> **What is required**: The required answer is every line of the data containing the word "flatten".

Records provided below:

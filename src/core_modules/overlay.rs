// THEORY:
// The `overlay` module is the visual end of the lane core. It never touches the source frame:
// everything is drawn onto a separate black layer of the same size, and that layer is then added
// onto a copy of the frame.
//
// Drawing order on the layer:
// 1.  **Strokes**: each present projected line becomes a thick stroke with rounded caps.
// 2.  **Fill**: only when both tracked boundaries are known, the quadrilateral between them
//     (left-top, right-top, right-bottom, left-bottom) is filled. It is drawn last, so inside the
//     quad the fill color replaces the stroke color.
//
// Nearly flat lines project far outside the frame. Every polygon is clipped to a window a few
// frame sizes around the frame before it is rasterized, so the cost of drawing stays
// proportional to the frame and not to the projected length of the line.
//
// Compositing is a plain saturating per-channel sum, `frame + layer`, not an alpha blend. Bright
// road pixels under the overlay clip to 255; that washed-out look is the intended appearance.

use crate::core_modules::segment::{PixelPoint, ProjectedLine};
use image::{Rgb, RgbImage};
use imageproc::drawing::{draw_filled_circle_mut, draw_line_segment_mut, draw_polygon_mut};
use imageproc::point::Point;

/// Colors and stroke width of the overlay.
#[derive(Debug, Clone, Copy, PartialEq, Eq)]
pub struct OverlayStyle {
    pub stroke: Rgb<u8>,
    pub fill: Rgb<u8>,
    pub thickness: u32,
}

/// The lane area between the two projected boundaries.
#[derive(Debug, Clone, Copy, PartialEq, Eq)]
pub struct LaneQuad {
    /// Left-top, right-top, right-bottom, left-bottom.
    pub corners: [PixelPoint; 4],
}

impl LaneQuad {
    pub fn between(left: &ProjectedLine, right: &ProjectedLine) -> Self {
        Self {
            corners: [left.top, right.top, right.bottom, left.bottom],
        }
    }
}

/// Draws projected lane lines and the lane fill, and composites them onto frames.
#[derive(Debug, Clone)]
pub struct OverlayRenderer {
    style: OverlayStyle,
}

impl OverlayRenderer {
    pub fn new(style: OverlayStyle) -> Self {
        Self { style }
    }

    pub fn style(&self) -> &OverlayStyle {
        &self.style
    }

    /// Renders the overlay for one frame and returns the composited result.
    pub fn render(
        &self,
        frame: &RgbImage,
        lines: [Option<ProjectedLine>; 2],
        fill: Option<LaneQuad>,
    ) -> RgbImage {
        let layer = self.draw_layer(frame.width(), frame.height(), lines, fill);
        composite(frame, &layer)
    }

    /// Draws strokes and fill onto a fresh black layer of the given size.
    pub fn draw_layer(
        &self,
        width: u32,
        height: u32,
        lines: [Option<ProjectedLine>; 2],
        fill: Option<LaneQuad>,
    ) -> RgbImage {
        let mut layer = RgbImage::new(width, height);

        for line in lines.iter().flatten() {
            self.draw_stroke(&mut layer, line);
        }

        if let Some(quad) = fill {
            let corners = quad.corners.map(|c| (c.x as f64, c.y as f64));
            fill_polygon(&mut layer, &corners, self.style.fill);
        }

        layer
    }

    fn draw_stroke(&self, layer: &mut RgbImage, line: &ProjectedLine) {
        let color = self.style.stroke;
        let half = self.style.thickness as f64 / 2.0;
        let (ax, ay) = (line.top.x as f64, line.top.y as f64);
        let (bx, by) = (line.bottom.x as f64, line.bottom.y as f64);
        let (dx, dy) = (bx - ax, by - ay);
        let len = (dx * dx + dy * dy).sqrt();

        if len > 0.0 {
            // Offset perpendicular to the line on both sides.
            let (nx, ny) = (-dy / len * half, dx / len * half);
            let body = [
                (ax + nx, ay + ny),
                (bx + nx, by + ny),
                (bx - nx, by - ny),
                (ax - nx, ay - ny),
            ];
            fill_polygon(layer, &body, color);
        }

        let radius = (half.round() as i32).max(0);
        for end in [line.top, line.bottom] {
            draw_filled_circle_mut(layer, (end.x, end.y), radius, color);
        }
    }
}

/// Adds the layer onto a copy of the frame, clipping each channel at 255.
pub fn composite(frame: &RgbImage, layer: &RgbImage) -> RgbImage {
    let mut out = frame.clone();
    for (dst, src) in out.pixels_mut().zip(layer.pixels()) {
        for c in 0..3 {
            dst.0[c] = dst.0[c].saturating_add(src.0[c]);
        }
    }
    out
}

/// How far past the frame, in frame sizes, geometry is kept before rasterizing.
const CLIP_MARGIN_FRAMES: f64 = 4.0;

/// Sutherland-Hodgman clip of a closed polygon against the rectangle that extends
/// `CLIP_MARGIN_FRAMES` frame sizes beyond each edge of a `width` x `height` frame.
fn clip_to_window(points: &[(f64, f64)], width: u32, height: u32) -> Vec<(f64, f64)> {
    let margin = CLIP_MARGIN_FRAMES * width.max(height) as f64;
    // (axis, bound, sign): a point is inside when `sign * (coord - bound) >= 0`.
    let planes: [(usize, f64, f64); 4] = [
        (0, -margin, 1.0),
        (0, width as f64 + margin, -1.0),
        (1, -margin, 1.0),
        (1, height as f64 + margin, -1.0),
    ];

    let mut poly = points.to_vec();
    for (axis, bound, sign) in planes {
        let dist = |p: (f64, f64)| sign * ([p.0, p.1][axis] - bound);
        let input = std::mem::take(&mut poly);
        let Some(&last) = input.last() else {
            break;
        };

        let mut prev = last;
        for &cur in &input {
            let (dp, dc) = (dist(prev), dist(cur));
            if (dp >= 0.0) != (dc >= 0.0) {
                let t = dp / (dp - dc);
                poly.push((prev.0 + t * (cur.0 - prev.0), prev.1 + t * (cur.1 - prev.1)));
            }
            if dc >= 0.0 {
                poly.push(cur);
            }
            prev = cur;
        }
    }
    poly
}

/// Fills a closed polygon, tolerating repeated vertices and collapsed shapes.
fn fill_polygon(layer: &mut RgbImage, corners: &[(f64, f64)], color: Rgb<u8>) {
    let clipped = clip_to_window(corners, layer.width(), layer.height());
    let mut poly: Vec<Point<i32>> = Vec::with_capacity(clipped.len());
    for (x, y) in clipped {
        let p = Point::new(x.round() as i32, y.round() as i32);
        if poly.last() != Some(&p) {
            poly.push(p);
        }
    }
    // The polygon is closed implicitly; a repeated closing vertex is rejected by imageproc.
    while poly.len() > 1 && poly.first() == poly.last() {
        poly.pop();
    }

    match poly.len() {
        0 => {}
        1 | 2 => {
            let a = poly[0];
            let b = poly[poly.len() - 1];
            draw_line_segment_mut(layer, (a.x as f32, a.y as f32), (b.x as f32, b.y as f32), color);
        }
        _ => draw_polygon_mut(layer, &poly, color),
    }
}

End of Records provided.
Records provided below:

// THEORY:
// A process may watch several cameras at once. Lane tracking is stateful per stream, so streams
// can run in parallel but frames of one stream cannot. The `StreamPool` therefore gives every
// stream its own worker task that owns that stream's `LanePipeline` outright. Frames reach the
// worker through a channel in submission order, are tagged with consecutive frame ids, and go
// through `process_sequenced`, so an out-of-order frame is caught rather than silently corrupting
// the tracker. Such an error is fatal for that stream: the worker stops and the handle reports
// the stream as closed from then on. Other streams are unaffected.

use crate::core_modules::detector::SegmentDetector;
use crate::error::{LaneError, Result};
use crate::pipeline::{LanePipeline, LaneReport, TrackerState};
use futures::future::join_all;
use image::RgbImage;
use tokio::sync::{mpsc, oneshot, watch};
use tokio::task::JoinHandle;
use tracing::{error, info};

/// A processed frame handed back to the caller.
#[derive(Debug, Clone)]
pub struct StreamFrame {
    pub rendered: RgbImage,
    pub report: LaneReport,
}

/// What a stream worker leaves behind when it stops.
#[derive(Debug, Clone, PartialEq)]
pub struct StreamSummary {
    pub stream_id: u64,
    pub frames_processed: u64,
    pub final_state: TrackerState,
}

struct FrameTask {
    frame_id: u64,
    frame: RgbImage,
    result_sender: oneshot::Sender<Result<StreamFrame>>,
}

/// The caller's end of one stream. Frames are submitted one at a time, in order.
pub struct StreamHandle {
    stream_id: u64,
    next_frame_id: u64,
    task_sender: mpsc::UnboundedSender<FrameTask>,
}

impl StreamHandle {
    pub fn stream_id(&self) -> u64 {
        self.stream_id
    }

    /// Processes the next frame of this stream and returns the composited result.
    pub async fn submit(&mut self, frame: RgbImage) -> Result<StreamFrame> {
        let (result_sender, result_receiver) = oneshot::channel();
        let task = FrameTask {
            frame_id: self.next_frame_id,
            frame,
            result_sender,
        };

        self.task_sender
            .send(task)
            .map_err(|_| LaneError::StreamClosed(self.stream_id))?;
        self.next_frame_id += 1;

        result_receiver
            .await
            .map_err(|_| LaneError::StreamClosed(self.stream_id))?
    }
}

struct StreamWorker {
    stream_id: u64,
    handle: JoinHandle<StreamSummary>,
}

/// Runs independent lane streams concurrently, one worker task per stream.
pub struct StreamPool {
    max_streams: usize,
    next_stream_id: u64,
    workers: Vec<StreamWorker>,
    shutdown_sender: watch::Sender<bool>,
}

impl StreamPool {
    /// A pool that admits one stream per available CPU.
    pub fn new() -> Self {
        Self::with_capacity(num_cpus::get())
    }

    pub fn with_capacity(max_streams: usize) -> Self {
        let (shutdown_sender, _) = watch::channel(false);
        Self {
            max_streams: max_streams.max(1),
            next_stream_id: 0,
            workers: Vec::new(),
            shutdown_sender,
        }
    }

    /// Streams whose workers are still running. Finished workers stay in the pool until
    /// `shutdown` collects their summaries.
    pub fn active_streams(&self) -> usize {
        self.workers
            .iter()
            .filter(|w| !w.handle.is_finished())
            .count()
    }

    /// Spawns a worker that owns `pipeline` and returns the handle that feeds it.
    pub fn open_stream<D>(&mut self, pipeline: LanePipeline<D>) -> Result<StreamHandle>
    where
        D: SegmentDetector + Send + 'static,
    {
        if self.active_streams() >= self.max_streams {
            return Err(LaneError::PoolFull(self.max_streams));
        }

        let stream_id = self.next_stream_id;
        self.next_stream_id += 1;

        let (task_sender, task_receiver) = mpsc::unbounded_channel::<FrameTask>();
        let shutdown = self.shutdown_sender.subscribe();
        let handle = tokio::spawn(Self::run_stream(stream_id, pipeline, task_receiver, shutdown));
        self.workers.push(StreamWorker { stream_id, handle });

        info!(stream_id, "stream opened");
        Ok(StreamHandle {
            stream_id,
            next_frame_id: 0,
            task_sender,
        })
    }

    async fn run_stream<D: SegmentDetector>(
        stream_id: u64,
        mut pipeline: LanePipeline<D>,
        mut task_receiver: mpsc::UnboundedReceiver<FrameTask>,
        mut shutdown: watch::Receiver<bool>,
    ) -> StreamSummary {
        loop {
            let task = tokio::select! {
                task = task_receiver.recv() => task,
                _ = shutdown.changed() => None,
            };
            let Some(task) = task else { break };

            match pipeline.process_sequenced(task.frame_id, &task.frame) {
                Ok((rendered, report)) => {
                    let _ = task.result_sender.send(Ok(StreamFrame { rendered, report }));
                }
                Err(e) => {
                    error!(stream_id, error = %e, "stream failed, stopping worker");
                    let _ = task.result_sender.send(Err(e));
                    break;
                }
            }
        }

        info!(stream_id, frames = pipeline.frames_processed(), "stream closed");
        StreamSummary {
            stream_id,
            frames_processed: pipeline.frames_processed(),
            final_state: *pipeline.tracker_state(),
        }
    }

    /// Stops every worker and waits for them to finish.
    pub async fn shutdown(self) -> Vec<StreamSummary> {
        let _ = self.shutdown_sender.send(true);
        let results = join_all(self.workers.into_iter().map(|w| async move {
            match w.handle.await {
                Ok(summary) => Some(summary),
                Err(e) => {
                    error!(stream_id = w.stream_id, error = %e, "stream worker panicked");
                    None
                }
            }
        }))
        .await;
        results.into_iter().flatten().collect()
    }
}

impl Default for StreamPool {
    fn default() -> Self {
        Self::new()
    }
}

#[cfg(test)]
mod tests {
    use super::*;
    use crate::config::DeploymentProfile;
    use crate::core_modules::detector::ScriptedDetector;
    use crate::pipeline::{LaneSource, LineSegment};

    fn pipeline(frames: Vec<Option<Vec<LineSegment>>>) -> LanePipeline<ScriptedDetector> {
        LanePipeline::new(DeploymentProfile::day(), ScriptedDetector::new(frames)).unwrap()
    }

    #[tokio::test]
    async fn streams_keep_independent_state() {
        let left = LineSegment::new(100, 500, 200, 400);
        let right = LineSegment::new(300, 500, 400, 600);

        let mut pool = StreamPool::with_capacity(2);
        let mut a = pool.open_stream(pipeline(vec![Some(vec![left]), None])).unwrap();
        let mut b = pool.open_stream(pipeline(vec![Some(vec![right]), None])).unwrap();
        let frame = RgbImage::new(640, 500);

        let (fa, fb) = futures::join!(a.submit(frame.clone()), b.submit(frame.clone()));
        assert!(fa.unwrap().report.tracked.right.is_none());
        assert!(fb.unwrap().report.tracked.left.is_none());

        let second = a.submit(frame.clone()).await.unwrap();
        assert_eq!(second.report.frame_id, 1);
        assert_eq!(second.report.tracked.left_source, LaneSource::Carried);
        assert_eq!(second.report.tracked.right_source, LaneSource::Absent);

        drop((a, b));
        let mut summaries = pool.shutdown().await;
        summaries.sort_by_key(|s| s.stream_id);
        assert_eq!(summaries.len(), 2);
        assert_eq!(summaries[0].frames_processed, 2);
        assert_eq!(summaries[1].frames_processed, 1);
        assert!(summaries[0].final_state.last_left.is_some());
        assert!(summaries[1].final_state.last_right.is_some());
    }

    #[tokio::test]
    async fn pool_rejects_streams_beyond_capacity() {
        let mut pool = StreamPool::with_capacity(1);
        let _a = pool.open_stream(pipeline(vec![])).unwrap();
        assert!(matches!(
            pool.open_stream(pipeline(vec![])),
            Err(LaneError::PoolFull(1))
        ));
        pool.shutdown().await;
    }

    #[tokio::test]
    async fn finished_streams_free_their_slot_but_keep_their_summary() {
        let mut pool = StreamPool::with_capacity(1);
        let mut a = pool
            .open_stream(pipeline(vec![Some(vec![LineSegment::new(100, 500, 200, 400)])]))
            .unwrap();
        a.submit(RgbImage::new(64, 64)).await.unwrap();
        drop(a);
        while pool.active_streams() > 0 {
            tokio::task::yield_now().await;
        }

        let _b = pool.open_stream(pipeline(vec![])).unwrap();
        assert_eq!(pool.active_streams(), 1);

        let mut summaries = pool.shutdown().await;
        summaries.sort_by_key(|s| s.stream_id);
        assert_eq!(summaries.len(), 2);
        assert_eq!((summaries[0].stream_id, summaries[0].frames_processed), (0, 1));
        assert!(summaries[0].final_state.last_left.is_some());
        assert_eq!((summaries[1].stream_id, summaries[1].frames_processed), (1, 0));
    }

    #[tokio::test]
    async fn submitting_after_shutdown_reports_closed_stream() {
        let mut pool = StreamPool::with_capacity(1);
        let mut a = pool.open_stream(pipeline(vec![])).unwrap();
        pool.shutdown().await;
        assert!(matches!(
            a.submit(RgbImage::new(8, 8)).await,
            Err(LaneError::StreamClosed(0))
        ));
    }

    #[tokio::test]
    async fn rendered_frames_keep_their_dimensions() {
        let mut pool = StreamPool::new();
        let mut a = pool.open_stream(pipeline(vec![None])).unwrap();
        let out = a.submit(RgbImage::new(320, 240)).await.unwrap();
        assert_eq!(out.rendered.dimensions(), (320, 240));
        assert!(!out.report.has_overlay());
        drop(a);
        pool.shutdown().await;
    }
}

End of Records provided.

> **Task result**:
        for line in lines.iter().flatten() {
        results.into_iter().flatten().collect()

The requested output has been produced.